***** INFORMATION PROVIDED

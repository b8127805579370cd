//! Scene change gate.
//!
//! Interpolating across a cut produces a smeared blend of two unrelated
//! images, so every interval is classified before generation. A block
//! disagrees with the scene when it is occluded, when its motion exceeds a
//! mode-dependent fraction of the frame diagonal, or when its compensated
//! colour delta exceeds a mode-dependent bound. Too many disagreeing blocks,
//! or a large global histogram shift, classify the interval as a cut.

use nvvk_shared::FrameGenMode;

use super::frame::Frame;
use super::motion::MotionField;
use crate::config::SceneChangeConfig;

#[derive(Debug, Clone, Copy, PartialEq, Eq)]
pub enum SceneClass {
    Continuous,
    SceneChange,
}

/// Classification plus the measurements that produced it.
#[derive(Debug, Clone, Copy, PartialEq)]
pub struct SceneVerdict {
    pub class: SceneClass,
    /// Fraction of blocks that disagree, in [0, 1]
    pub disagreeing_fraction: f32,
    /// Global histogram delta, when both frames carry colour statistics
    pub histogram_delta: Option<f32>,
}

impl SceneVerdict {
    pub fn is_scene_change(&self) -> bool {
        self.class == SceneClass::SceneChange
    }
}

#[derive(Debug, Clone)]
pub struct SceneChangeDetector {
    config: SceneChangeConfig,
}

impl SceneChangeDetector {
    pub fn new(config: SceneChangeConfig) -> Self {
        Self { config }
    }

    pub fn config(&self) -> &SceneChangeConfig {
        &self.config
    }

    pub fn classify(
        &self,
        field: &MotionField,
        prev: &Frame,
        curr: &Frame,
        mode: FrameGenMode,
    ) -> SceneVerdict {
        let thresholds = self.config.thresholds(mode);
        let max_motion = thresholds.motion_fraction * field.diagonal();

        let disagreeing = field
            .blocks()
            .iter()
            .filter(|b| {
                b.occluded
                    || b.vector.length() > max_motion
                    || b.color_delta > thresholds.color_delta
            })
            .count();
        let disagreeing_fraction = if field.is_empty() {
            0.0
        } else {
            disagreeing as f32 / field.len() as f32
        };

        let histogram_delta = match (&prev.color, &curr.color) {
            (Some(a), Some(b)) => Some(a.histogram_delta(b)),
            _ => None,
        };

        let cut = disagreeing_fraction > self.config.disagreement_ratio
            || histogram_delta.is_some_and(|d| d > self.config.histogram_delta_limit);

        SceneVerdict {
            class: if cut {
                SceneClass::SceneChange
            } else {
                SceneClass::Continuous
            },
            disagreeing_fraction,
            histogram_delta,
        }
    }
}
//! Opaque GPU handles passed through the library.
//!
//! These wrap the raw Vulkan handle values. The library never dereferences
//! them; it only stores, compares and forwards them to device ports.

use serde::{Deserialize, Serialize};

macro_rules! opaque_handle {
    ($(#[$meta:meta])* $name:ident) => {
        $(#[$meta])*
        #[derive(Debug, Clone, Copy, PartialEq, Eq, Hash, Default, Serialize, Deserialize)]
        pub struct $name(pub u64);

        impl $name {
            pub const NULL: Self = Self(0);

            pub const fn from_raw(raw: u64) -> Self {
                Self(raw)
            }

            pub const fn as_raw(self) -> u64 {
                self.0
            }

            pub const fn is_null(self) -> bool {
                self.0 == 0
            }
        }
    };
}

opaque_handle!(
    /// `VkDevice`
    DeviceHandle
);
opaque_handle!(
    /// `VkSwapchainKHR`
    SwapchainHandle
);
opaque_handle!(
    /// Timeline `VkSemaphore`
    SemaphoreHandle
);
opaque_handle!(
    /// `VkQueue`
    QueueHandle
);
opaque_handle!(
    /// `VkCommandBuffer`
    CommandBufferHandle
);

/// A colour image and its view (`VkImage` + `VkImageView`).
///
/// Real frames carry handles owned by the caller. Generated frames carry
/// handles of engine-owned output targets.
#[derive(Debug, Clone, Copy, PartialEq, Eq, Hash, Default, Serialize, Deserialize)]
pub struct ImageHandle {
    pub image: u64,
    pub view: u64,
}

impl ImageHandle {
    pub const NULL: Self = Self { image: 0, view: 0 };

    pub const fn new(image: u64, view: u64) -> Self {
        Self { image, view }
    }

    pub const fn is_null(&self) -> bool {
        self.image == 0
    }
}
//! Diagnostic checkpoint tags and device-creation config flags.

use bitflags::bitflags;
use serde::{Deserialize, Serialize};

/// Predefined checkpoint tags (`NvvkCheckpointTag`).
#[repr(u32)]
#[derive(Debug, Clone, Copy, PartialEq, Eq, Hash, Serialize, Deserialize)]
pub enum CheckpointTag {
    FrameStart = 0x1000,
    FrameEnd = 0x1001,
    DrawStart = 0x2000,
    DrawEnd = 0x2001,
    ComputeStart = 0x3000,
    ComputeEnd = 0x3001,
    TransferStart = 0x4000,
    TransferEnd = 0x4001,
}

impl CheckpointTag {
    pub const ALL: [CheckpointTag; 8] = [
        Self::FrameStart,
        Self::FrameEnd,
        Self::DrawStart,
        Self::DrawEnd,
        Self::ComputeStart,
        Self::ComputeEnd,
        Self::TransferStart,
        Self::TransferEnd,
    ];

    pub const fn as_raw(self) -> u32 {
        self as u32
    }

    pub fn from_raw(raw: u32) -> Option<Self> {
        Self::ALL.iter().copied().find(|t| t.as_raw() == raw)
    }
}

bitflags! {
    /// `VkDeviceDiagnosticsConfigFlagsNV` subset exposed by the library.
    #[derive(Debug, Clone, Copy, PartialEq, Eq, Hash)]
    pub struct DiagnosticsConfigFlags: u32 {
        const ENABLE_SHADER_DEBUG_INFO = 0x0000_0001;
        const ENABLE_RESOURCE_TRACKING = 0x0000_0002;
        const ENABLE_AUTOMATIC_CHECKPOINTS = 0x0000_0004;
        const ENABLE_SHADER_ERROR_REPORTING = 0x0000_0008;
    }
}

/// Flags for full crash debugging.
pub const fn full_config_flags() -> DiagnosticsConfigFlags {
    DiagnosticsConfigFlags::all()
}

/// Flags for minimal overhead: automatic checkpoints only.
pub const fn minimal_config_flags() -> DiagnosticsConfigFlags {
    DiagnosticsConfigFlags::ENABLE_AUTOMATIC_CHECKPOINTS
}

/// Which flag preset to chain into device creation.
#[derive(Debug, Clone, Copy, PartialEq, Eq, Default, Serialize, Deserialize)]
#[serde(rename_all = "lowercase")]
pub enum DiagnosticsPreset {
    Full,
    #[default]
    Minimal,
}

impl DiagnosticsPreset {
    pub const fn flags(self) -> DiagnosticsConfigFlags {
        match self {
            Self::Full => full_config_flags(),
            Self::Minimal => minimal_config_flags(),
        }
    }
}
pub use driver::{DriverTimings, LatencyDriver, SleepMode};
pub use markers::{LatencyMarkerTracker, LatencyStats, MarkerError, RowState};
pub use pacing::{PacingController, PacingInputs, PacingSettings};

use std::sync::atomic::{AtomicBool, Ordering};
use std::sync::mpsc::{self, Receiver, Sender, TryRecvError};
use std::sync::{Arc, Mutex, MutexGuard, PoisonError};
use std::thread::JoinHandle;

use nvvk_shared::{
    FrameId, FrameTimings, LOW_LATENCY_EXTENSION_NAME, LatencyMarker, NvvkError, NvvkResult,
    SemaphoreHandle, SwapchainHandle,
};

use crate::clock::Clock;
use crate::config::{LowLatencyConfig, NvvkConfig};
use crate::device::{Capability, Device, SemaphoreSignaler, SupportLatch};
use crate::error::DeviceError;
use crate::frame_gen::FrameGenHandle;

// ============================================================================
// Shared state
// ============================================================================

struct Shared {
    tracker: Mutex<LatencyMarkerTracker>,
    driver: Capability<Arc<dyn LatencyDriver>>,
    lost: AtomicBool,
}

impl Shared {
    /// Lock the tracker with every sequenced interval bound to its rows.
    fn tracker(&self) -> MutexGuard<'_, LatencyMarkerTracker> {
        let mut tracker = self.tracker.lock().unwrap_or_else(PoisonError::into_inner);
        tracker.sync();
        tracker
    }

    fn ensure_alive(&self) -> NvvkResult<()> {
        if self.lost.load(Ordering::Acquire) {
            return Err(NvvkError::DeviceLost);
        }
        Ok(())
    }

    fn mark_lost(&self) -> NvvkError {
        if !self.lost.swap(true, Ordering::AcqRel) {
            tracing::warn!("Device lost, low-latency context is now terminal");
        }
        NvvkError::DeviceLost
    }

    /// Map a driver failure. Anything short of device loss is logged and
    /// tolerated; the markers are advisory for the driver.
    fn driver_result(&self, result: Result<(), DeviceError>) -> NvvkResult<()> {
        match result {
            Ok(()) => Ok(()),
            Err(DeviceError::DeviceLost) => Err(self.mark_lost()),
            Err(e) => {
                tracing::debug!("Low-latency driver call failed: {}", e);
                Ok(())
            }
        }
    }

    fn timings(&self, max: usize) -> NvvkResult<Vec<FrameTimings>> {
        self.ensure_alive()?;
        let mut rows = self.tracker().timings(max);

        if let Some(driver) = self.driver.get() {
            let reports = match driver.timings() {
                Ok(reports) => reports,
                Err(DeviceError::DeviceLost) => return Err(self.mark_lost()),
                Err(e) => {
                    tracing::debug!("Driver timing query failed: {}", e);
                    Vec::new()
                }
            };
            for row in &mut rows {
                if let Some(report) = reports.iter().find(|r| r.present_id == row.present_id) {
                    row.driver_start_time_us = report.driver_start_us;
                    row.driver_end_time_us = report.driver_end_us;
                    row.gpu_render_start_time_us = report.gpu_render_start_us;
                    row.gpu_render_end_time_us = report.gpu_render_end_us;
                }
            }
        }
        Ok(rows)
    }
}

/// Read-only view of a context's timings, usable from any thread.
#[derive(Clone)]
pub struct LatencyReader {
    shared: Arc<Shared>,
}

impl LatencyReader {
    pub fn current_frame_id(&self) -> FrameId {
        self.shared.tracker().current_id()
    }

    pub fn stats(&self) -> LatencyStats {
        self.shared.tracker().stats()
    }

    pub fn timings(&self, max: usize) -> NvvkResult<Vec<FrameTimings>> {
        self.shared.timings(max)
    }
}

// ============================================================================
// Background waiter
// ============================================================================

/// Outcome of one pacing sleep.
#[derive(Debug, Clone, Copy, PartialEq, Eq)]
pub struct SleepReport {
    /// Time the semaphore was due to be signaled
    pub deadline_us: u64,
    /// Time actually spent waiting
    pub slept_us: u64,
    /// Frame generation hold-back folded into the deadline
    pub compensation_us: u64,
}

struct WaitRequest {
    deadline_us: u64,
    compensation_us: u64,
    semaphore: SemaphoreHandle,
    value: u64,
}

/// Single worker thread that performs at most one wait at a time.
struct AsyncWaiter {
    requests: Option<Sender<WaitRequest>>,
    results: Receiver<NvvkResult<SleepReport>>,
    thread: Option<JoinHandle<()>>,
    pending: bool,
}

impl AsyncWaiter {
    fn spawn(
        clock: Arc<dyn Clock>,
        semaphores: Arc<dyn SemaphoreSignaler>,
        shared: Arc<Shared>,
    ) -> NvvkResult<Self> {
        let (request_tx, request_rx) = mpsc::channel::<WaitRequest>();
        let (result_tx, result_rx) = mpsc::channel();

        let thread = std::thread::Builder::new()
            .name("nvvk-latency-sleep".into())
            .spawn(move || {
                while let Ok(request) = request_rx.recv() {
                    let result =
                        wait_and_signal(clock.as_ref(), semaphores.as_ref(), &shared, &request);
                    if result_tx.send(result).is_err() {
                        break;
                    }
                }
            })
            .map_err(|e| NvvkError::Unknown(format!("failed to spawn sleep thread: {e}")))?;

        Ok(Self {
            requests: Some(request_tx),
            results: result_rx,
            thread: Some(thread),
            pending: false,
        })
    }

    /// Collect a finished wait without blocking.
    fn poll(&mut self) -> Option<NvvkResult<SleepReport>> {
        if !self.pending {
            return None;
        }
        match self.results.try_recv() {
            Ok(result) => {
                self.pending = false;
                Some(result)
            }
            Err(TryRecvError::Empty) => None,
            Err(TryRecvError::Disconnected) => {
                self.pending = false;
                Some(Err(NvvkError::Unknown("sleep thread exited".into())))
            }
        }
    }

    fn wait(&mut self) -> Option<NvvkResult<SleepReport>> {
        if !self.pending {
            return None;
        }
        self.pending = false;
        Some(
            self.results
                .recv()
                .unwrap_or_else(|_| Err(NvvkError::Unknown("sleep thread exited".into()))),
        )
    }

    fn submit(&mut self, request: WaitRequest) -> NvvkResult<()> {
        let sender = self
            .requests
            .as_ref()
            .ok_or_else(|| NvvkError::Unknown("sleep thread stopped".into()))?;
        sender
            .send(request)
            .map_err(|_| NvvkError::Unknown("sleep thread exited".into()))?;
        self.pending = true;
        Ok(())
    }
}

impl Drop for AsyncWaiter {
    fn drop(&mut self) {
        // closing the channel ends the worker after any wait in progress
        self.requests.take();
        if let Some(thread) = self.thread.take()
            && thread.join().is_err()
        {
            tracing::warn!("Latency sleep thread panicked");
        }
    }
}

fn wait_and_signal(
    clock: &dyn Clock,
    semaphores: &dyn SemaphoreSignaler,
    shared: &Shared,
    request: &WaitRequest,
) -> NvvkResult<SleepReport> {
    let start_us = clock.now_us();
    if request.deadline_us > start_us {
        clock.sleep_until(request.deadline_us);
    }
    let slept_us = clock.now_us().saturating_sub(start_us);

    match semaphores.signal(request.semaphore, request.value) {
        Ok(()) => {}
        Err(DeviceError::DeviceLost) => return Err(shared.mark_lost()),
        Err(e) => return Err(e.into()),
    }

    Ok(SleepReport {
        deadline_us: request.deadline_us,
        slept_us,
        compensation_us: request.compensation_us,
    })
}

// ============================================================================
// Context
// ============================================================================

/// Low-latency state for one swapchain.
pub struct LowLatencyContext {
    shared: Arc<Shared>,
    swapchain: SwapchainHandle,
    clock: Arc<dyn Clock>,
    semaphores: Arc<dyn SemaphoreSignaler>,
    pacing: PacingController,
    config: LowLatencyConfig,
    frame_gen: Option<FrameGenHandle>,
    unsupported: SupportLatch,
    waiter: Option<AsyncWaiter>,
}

**********

** WORK TASK **
Lines holding the string "SceneVerdict" in the records above must be counted; give the number alone.

** REPLY **
4